**Exercise instructions:** Find the string "bound" in the records. Copy every line it appears in.

**Provided material:**
++++
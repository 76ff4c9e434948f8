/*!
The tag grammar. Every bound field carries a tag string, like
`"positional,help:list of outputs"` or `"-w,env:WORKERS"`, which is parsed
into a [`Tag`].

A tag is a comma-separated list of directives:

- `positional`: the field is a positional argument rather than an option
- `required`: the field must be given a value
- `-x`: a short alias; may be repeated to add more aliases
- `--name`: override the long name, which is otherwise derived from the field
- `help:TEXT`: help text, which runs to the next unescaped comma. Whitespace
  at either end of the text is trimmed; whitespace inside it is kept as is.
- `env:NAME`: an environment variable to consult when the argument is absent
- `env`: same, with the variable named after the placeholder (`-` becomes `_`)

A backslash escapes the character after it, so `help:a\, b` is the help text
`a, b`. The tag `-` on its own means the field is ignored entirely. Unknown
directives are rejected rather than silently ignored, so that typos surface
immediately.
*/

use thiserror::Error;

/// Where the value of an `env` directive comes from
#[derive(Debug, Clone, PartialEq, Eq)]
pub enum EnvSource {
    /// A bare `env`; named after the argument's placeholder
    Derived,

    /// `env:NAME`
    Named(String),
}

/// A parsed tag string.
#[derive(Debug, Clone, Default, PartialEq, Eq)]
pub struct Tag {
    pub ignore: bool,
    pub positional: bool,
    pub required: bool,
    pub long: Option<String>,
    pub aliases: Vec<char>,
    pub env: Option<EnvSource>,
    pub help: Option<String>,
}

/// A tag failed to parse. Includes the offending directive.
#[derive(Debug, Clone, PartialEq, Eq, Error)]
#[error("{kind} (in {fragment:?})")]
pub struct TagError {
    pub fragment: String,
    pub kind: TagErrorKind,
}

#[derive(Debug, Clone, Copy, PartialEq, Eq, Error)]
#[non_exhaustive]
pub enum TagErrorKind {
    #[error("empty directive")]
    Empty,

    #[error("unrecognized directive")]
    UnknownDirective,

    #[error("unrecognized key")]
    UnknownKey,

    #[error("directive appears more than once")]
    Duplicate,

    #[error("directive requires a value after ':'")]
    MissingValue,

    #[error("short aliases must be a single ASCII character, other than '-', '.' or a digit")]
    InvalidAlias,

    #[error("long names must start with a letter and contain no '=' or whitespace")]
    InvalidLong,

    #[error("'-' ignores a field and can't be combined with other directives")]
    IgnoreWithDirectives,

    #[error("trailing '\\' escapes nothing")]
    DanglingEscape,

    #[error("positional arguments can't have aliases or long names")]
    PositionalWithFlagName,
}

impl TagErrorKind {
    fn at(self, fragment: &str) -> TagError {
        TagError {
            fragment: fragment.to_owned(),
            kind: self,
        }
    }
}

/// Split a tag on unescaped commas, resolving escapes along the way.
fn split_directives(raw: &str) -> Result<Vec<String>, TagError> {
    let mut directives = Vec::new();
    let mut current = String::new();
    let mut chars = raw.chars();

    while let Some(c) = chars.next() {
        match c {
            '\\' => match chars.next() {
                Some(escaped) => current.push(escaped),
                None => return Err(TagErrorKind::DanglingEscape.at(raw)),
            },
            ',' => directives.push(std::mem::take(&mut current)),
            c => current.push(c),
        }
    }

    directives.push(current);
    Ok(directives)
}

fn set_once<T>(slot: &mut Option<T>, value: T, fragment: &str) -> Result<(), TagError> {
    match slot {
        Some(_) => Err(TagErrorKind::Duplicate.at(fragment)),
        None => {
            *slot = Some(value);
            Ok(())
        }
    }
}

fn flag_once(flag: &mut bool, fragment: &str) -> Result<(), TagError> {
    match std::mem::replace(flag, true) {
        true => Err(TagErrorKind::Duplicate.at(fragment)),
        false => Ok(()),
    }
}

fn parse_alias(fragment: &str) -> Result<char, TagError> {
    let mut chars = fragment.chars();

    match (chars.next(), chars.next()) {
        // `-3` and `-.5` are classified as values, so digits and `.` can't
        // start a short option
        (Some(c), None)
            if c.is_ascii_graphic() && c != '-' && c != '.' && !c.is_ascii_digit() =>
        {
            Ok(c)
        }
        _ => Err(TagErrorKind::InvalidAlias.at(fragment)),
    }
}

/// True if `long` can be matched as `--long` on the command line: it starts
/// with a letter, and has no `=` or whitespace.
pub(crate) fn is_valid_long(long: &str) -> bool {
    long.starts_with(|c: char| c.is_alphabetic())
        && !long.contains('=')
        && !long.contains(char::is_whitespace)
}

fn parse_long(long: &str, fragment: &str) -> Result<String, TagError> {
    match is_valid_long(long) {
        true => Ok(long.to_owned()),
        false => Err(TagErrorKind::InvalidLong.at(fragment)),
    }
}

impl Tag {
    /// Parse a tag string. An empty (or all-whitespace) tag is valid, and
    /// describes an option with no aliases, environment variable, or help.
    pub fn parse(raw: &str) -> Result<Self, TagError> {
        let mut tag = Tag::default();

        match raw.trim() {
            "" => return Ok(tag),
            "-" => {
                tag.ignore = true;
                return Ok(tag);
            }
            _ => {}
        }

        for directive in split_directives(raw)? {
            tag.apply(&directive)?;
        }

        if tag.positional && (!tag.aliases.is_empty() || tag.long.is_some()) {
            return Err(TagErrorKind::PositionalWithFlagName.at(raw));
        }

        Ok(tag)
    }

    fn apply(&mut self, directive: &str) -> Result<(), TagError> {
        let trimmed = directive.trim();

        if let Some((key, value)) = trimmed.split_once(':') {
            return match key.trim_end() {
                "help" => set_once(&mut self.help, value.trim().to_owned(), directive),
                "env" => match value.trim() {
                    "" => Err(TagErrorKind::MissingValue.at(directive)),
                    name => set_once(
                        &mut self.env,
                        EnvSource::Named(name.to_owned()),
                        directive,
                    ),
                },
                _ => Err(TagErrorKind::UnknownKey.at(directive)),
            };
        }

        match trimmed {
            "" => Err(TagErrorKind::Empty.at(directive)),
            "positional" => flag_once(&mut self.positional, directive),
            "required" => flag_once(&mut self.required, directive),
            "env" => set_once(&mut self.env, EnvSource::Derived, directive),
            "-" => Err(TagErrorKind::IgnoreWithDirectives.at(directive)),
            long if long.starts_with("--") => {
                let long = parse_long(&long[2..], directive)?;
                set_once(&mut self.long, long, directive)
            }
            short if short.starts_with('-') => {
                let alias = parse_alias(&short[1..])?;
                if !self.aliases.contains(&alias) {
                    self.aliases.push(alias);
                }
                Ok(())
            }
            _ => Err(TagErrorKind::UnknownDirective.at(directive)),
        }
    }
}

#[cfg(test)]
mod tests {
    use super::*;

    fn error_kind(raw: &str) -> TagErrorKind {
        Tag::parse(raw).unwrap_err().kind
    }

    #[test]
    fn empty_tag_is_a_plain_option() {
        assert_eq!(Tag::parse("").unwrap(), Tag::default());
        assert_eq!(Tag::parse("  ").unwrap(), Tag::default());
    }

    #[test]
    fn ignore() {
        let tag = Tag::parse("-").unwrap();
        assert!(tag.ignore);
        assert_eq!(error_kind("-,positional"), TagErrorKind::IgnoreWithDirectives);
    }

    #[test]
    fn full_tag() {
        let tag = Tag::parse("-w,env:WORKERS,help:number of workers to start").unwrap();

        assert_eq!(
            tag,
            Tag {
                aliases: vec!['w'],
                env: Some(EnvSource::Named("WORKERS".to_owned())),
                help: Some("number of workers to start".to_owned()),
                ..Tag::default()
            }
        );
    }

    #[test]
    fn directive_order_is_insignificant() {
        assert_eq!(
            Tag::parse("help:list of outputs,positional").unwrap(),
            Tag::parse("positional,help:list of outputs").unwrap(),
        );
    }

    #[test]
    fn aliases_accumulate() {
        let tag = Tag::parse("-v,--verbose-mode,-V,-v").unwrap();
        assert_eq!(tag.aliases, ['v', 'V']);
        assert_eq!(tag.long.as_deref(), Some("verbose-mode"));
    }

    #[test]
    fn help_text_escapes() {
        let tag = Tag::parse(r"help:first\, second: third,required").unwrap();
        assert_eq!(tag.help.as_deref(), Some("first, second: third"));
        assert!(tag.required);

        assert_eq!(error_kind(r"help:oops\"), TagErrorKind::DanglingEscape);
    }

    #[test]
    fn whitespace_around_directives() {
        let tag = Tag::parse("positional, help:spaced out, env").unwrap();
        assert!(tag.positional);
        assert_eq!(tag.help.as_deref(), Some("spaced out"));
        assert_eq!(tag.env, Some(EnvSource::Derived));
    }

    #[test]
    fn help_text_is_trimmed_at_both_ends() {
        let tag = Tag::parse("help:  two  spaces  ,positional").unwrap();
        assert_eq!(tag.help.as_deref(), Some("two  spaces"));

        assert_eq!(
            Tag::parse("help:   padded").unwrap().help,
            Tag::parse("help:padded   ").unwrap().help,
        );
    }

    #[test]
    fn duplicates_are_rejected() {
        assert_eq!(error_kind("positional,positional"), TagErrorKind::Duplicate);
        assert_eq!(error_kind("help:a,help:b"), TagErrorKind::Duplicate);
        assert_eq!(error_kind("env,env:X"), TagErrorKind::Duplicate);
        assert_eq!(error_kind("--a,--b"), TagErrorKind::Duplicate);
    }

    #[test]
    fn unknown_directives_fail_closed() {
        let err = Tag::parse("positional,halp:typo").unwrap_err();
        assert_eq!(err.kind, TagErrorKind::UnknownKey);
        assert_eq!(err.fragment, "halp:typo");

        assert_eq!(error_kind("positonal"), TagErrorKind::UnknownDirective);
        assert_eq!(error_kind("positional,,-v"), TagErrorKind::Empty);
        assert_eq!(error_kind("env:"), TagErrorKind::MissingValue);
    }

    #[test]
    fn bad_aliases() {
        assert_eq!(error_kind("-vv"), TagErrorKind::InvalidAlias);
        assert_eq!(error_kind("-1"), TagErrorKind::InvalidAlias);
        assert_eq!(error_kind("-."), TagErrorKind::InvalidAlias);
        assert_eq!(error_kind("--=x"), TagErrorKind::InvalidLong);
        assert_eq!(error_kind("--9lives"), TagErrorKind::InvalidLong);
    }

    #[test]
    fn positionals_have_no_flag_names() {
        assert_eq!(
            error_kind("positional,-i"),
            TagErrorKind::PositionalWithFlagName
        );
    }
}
++++
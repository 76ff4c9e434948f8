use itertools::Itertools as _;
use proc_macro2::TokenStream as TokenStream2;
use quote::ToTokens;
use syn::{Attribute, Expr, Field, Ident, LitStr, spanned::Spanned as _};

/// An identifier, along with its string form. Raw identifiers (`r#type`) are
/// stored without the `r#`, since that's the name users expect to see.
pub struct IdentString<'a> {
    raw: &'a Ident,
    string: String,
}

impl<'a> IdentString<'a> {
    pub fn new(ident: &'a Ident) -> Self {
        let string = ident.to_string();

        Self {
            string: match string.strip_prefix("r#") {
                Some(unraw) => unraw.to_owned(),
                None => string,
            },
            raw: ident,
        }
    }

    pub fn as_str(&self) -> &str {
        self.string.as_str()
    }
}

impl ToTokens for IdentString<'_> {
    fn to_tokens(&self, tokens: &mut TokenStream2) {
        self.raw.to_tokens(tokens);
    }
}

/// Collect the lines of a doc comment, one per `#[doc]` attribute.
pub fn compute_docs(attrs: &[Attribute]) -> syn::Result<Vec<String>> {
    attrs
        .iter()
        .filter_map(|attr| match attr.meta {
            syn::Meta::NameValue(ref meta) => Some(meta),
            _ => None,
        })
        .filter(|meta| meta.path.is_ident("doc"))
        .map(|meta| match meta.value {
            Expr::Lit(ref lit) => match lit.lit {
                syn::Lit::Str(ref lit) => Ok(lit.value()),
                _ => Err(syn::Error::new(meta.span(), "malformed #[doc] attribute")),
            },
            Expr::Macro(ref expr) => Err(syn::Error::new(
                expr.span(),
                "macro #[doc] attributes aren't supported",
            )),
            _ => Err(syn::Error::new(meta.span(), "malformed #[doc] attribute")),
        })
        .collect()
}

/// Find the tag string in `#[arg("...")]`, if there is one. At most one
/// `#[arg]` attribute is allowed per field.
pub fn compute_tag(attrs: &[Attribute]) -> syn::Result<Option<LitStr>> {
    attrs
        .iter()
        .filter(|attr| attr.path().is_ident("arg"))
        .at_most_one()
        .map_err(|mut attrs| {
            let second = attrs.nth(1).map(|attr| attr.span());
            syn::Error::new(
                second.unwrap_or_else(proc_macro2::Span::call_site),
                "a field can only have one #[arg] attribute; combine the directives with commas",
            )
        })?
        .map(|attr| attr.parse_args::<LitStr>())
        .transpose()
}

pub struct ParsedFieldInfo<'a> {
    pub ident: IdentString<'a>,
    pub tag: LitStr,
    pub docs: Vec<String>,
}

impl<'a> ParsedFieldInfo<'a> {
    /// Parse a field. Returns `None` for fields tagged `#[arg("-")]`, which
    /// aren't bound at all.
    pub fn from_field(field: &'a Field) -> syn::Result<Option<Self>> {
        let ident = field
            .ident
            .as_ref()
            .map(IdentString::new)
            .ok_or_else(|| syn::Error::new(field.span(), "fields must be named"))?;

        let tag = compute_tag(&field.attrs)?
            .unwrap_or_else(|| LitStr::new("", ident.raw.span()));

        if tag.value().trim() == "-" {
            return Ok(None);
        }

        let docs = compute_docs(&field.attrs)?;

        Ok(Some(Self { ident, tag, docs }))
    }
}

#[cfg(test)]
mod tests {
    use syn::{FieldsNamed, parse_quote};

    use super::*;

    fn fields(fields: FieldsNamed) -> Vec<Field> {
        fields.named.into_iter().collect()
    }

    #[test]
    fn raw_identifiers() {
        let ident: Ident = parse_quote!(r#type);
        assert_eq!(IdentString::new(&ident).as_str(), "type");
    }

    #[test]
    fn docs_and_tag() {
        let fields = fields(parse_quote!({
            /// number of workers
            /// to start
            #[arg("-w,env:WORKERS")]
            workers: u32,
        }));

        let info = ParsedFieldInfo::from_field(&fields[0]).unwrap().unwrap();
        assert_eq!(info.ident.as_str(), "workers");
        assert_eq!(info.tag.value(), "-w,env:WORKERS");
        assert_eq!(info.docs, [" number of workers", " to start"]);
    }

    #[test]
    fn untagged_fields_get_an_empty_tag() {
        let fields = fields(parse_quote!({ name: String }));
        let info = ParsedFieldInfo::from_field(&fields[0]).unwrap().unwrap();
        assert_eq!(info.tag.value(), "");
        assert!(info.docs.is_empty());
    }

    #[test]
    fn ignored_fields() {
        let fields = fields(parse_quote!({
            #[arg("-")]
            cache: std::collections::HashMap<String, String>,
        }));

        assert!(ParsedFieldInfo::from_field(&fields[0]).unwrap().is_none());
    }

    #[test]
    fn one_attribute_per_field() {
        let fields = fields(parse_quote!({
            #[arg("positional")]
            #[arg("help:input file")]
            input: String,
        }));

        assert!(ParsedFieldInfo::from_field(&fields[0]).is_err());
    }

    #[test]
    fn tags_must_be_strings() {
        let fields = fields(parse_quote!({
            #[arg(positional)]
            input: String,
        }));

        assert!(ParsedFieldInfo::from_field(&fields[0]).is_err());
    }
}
++++
**Written response:**
The tag grammar. Every bound field carries a tag string, like
    /// aren't bound at all.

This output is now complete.